Xiao Fei habló con una sonrisa.
La empleada no pudo evitar echarle unas cuantas miradas de más a la despampanante familia.
Por un momento, se preguntó si serían famosos.
—Muy bien.
—¿Tienen sus documentos de identidad?
Xiao Fei asintió, sacó tanto su documento como el de Tang Yuxin y se los entregó a la empleada.
Tras verificar sus identidades.
La empleada rodeó el mostrador para ver a los bebés en los cochecitos.
—¡Oh, Dios mío!…
—¡Sus bebés son tan adorables!
Al ver a los tres pequeños acurrucados en los cochecitos, la enfermera casi se derritió de la ternura.
—Un momento, ¿son… trillizos?!
—Recuerdo que hace dos meses nacieron aquí unos trillizos.
—Hubo bastante revuelo por ello en su momento.
¿Podrían ser… ustedes esa familia?
Al oír esto, Tang Yuxin sonrió con amargura y asintió.
Los recuerdos de su difícil parto en el hospital inundaron su mente.
Al notar el cambio de humor de Tang Yuxin, Xiao Fei se acercó y la rodeó suavemente los hombros con un brazo.
En los cochecitos, los tres bebés fruncieron sus diminutos labios.
Exploraron cautelosamente su entorno, pareciendo un poco nerviosos con tantos extraños presentes.
Tras confirmar la identidad de los bebés.
La enfermera volvió a su escritorio para tramitar los certificados de nacimiento.
—Por cierto, ¿cómo se llaman?
—Da Bao se llama Xiao Xinghe, Er Bao se llama Xiao Tianshui y Sanbao se llama Xiao Qingmeng.

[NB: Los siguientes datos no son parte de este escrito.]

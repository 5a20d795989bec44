//! Anthropic HTTP client with rate limiting and a per-request timeout

use super::types::ApiError;
use reqwest::{Client, StatusCode};
use serde::{de::DeserializeOwned, Serialize};
use std::sync::atomic::{AtomicU64, Ordering};
use std::sync::Arc;
use std::time::{Duration, Instant};
use tandem_core::{LlmError, TandemError, TandemResult};
use tokio::sync::Semaphore;

const PROVIDER: &str = "anthropic";

/// Default per-request timeout. The upstream call otherwise has no bound
/// and a hung request would block the whole pipeline.
pub const DEFAULT_REQUEST_TIMEOUT: Duration = Duration::from_secs(60);

/// Anthropic API client with rate limiting.
pub struct AnthropicClient {
    client: Client,
    api_key: String,
    base_url: String,
    rate_limiter: Arc<Semaphore>,
    started: Instant,
    last_request_ms: Arc<AtomicU64>,
    min_request_interval_ms: u64,
}

impl AnthropicClient {
    /// Create a new Anthropic client.
    ///
    /// # Arguments
    /// * `api_key` - Anthropic API key
    /// * `requests_per_minute` - Maximum requests per minute (default: 50)
    pub fn new(api_key: impl Into<String>, requests_per_minute: u32) -> Self {
        Self::with_timeout(api_key, requests_per_minute, DEFAULT_REQUEST_TIMEOUT)
    }

    /// Create a client with an explicit per-request timeout.
    pub fn with_timeout(
        api_key: impl Into<String>,
        requests_per_minute: u32,
        timeout: Duration,
    ) -> Self {
        let permits = (requests_per_minute as usize).max(1);
        let min_interval_ms = (60_000 / requests_per_minute.max(1) as u64).max(10);

        Self {
            client: Client::builder()
                .timeout(timeout)
                .build()
                .unwrap_or_default(),
            api_key: api_key.into(),
            base_url: "https://api.anthropic.com/v1".to_string(),
            rate_limiter: Arc::new(Semaphore::new(permits)),
            started: Instant::now(),
            last_request_ms: Arc::new(AtomicU64::new(0)),
            min_request_interval_ms: min_interval_ms,
        }
    }

    /// Make an API request with automatic rate limiting.
    pub async fn request<Req: Serialize, Res: DeserializeOwned>(
        &self,
        endpoint: &str,
        body: Req,
    ) -> TandemResult<Res> {
        // Rate limiting: acquire permit
        let _permit = self.rate_limiter.acquire().await.map_err(|e| {
            TandemError::Llm(LlmError::InvalidResponse {
                provider: PROVIDER.to_string(),
                reason: format!("Rate limiter error: {}", e),
            })
        })?;

        // Enforce minimum interval between requests
        let now_ms = self.started.elapsed().as_millis() as u64;
        let last_ms = self.last_request_ms.load(Ordering::Relaxed);
        let elapsed = now_ms.saturating_sub(last_ms);

        if elapsed < self.min_request_interval_ms {
            let wait_ms = self.min_request_interval_ms - elapsed;
            tokio::time::sleep(Duration::from_millis(wait_ms)).await;
        }

        self.last_request_ms
            .store(self.started.elapsed().as_millis() as u64, Ordering::Relaxed);

        // Make HTTP request
        let sent_at = Instant::now();
        let url = format!("{}/{}", self.base_url, endpoint);
        let response = self
            .client
            .post(&url)
            .header("x-api-key", &self.api_key)
            .header("anthropic-version", "2023-06-01")
            .header("Content-Type", "application/json")
            .json(&body)
            .send()
            .await
            .map_err(|e| {
                if e.is_timeout() {
                    TandemError::Llm(LlmError::Timeout {
                        provider: PROVIDER.to_string(),
                        elapsed_ms: sent_at.elapsed().as_millis() as u64,
                    })
                } else {
                    TandemError::Llm(LlmError::RequestFailed {
                        provider: PROVIDER.to_string(),
                        status: 0,
                        message: format!("HTTP request failed: {}", e),
                    })
                }
            })?;

        // Handle response
        let status = response.status();

        if status.is_success() {
            response.json().await.map_err(|e| {
                TandemError::Llm(LlmError::InvalidResponse {
                    provider: PROVIDER.to_string(),
                    reason: format!("Failed to parse response: {}", e),
                })
            })
        } else {
            // Parse error response
            let error_text = response
                .text()
                .await
                .unwrap_or_else(|_| "Unknown error".to_string());

            let error_msg = if let Ok(api_error) = serde_json::from_str::<ApiError>(&error_text) {
                api_error.error.message
            } else {
                error_text
            };

            Err(match status {
                StatusCode::TOO_MANY_REQUESTS => TandemError::Llm(LlmError::RateLimited {
                    provider: PROVIDER.to_string(),
                }),
                _ => TandemError::Llm(LlmError::RequestFailed {
                    provider: PROVIDER.to_string(),
                    status: status.as_u16() as i32,
                    message: error_msg,
                }),
            })
        }
    }
}

impl std::fmt::Debug for AnthropicClient {
    fn fmt(&self, f: &mut std::fmt::Formatter<'_>) -> std::fmt::Result {
        f.debug_struct("AnthropicClient")
            .field("base_url", &self.base_url)
            .field("api_key", &"[REDACTED]")
            .finish()
    }
}
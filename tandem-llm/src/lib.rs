//! TANDEM LLM - Completion Provider Abstraction
//!
//! Provider-agnostic trait for text generation. The agents depend only on
//! this contract: a system instruction, an ordered list of role-tagged
//! turns, a temperature, and a token budget in; generated text out.
//! The Anthropic implementation lives under [`providers`].

use async_trait::async_trait;
use serde::{Deserialize, Serialize};
use std::collections::VecDeque;
use std::sync::atomic::{AtomicUsize, Ordering};
use std::sync::Mutex;
use tandem_core::{LlmError, TandemResult};

pub mod providers;

pub use providers::anthropic::AnthropicCompletionProvider;

// ============================================================================
// COMPLETION REQUEST
// ============================================================================

/// Who authored a conversation turn.
#[derive(Debug, Clone, Copy, PartialEq, Eq, Serialize, Deserialize)]
#[serde(rename_all = "lowercase")]
pub enum TurnRole {
    User,
    Assistant,
}

/// A single role-tagged turn in a completion request.
#[derive(Debug, Clone, PartialEq, Serialize, Deserialize)]
pub struct ChatTurn {
    pub role: TurnRole,
    pub content: String,
}

impl ChatTurn {
    /// A user-authored turn.
    pub fn user(content: impl Into<String>) -> Self {
        Self {
            role: TurnRole::User,
            content: content.into(),
        }
    }

    /// An assistant-authored turn.
    pub fn assistant(content: impl Into<String>) -> Self {
        Self {
            role: TurnRole::Assistant,
            content: content.into(),
        }
    }
}

/// A text-generation request.
#[derive(Debug, Clone, PartialEq, Serialize, Deserialize)]
pub struct CompletionRequest {
    /// System instruction prefix
    pub system: String,
    /// Ordered conversation turns, replayed verbatim
    pub turns: Vec<ChatTurn>,
    /// Sampling temperature in [0, 1]
    pub temperature: f32,
    /// Token budget for the response
    pub max_tokens: i32,
}

// ============================================================================
// COMPLETION PROVIDER TRAIT
// ============================================================================

/// Trait for text-generation providers.
/// Implementations must be thread-safe (Send + Sync).
#[async_trait]
pub trait CompletionProvider: Send + Sync {
    /// Generate text for the given request.
    ///
    /// # Returns
    /// * `Ok(String)` - The generated text
    /// * `Err(TandemError::Llm)` - If generation fails
    async fn complete(&self, request: CompletionRequest) -> TandemResult<String>;

    /// Get the model identifier for this provider.
    fn model_id(&self) -> &str;
}

// ============================================================================
// SCRIPTED PROVIDER FOR TESTING
// ============================================================================

/// Scripted completion provider for testing.
///
/// Returns queued outcomes in order, then falls back to a fixed outcome
/// once the script is exhausted. Counts every call, which lets tests
/// assert exactly how many generation requests a code path issued.
#[derive(Debug)]
pub struct ScriptedCompletionProvider {
    script: Mutex<VecDeque<Result<String, LlmError>>>,
    fallback: Result<String, LlmError>,
    calls: AtomicUsize,
    requests: Mutex<Vec<CompletionRequest>>,
}

impl ScriptedCompletionProvider {
    /// Provider that answers every call with `"scripted response"` unless
    /// scripted otherwise.
    pub fn new() -> Self {
        Self {
            script: Mutex::new(VecDeque::new()),
            fallback: Ok("scripted response".to_string()),
            calls: AtomicUsize::new(0),
            requests: Mutex::new(Vec::new()),
        }
    }

    /// Provider whose every unscripted call fails with the given message.
    pub fn failing(message: impl Into<String>) -> Self {
        Self {
            script: Mutex::new(VecDeque::new()),
            fallback: Err(LlmError::RequestFailed {
                provider: "scripted".to_string(),
                status: 500,
                message: message.into(),
            }),
            calls: AtomicUsize::new(0),
            requests: Mutex::new(Vec::new()),
        }
    }

    /// Queue a successful response.
    pub fn push_ok(&self, text: impl Into<String>) {
        self.script
            .lock()
            .expect("script lock")
            .push_back(Ok(text.into()));
    }

    /// Queue a failure.
    pub fn push_err(&self, error: LlmError) {
        self.script
            .lock()
            .expect("script lock")
            .push_back(Err(error));
    }

    /// Total number of completion calls made so far.
    pub fn calls(&self) -> usize {
        self.calls.load(Ordering::Relaxed)
    }

    /// Every request received so far, in call order.
    pub fn requests(&self) -> Vec<CompletionRequest> {
        self.requests.lock().expect("requests lock").clone()
    }
}

impl Default for ScriptedCompletionProvider {
    fn default() -> Self {
        Self::new()
    }
}

#[async_trait]
impl CompletionProvider for ScriptedCompletionProvider {
    async fn complete(&self, request: CompletionRequest) -> TandemResult<String> {
        self.calls.fetch_add(1, Ordering::Relaxed);
        self.requests.lock().expect("requests lock").push(request);
        let next = self.script.lock().expect("script lock").pop_front();
        match next.unwrap_or_else(|| self.fallback.clone()) {
            Ok(text) => Ok(text),
            Err(error) => Err(error.into()),
        }
    }

    fn model_id(&self) -> &str {
        "scripted"
    }
}

// =============================================================================
// TESTS
// =============================================================================
//! Action enum — all user-initiated intents and internal events.

use crate::core::SongRef;
use crate::upload::UploadRequest;
use crate::widgets::toast::Severity;

/// Unique identifier for a focusable component.
#[derive(Debug, Clone, Copy, PartialEq, Eq, Hash)]
pub enum ComponentId {
    SignIn,
    SongList,
    AddSong,
    LogPanel,
}

/// All actions that can flow through the system.
/// Components produce Actions; the App dispatches them.
#[derive(Debug, Clone)]
pub enum Action {
    // ── Session ──────────────────────────────────────────────────────────────
    SignIn { username: String, password: String },
    SignOut,

    // ── Songs ────────────────────────────────────────────────────────────────
    TogglePlay(SongRef),
    Like(SongRef),
    Refresh,

    // ── Add-song form ────────────────────────────────────────────────────────
    OpenAddSong,
    CloseAddSong,
    SubmitUpload(UploadRequest),

    // ── Navigation ───────────────────────────────────────────────────────────
    FocusNext,
    FocusPrev,

    // ── UI ───────────────────────────────────────────────────────────────────
    ToggleLogs,
    CopyToClipboard(String),
    Notify(Severity, String),

    // ── System ───────────────────────────────────────────────────────────────
    Quit,
}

Intercambiando una mirada con Tang Yuxin, Xiao Fei dijo lentamente.
—¿Los nombres tienen algún significado especial?
—Estos nombres están inspirados en un verso del cuarteto de siete caracteres de Tang Gong: «Borracho, sin saber que el cielo yace en el agua; un barco lleno de sueños bajo la Vía Láctea».
Fue una decisión que Xiao Fei y Tang Yuxin habían tomado cuidadosamente juntos en casa.
La enfermera no pudo evitar levantar el pulgar y exclamar: —¡Qué culto, realmente impresionante!
Había ayudado a registrar a muchos recién nacidos y había visto todo tipo de nombres.
Unos apellidados Wu llamaron a su hijo «No Importa».
Una familia Zhou llamó a su hijo «Feliz Fin de Semana».
Y otros aún más excéntricos, como una familia Du que llamó a su hijo «Durex»…
Pero padres como Xiao Fei, que se inspiraban en la poesía para nombrar a sus trillizos, eran algo muy poco común de ver.